Personal information
- Born: 4 January 1896 Cluses, France
- Died: 5 March 1961 (aged 65)
- Height: 1.73 m (5 ft 8 in)

Sport
- Sport: Speed skating, ice hockey
- Club: Chamonix HC

Achievements and titles
- Personal bests: 500 m – 48.4 (1924) 1500 m – 2:37.0 (1924) 5000 m – 9:07.0 (1928) 10000 m – 18:25.0 (1924)

Medal record
Representing France
Ice hockey
European Championships
| Silver medal – second place | 1923 Antwerp | Team |
| Gold medal – first place | 1924 Milan | Team |

= Léonhard Quaglia =

French sportsman (1896–1961)

Léonhard Giotti "Léon" Quaglia (4 January 1896 - 5 March 1961) was a French ice hockey player and speed skater.

==Career==
Quaglia played for the France men's national ice hockey team at the 1920 Summer Olympics in Antwerp, the 1924 Winter Olympics in Chamonix, and the 1928 Winter Olympics in St. Moritz. He won a silver medal at the 1923 European Championship and was also the tournament's top scorer, finishing with 10 goals. At the 1924 European Championship, he won a gold medal with France and scored the game-winning goal against Sweden in the final.

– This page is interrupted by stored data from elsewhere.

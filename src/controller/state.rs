//! Submission state
//!
//! Lifecycle of a single submit event and the policy for which error stays
//! on display.

use serde::Deserialize;
use std::fmt;

/// `Idle → Validating → {Success, Failed}`, once per submit.
#[derive(Debug, Clone, Copy, PartialEq, Eq, Default)]
pub enum SubmitState {
    #[default]
    Idle,
    Validating,
    Success,
    Failed,
}

impl fmt::Display for SubmitState {
    fn fmt(&self, f: &mut fmt::Formatter<'_>) -> fmt::Result {
        let name = match self {
            SubmitState::Idle => "idle",
            SubmitState::Validating => "validating",
            SubmitState::Success => "success",
            SubmitState::Failed => "failed",
        };
        f.write_str(name)
    }
}

/// Which message the error display ends up showing when several registration
/// validators fail in the same submit.
///
/// All validators run either way.
#[derive(Debug, Clone, Copy, PartialEq, Eq, Default, Deserialize)]
#[serde(rename_all = "snake_case")]
pub enum ErrorPolicy {
    /// Each failure overwrites the display, so the last one is visible.
    #[default]
    LastWins,
    /// The first failure stays on display.
    FirstWins,
}
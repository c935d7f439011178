//! Controller result types
//!
//! Defines result structures returned by form submissions.

use crate::controller::SubmitState;
use crate::error::ValidationError;

/// Result of a registration submit
#[derive(Debug, Clone, PartialEq, Eq)]
pub struct RegistrationOutcome {
    pub state: SubmitState,
    /// Stored username, set on success
    pub username: Option<String>,
    /// Every validator failure of this submit, in evaluation order
    pub failures: Vec<ValidationError>,
}

impl RegistrationOutcome {
    pub fn is_success(&self) -> bool {
        self.state == SubmitState::Success
    }
}

/// Result of a login submit
#[derive(Debug, Clone, PartialEq, Eq)]
pub struct LoginOutcome {
    pub state: SubmitState,
    /// Logged-in username, set on success
    pub username: Option<String>,
    /// Whether the user asked to stay logged in
    pub persist: bool,
    pub failure: Option<ValidationError>,
}

impl LoginOutcome {
    pub fn is_success(&self) -> bool {
        self.state == SubmitState::Success
    }
}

At the club level, he won the French Championship with Chamonix Hockey Club in 1923 and 1930. In 1925 he won the Italian Championship with Hockey Club Milano. He was inducted into the French Ice Hockey Hall of Fame in 2010.

Quaglia also competed as a speed skater at the Winter Olympics in 1924 and 1928, with the best result of sixth place all-around in 1924. The Trophée Léon Quaglia, a short-track speed skating event, is held annually in Chamonix in his honour.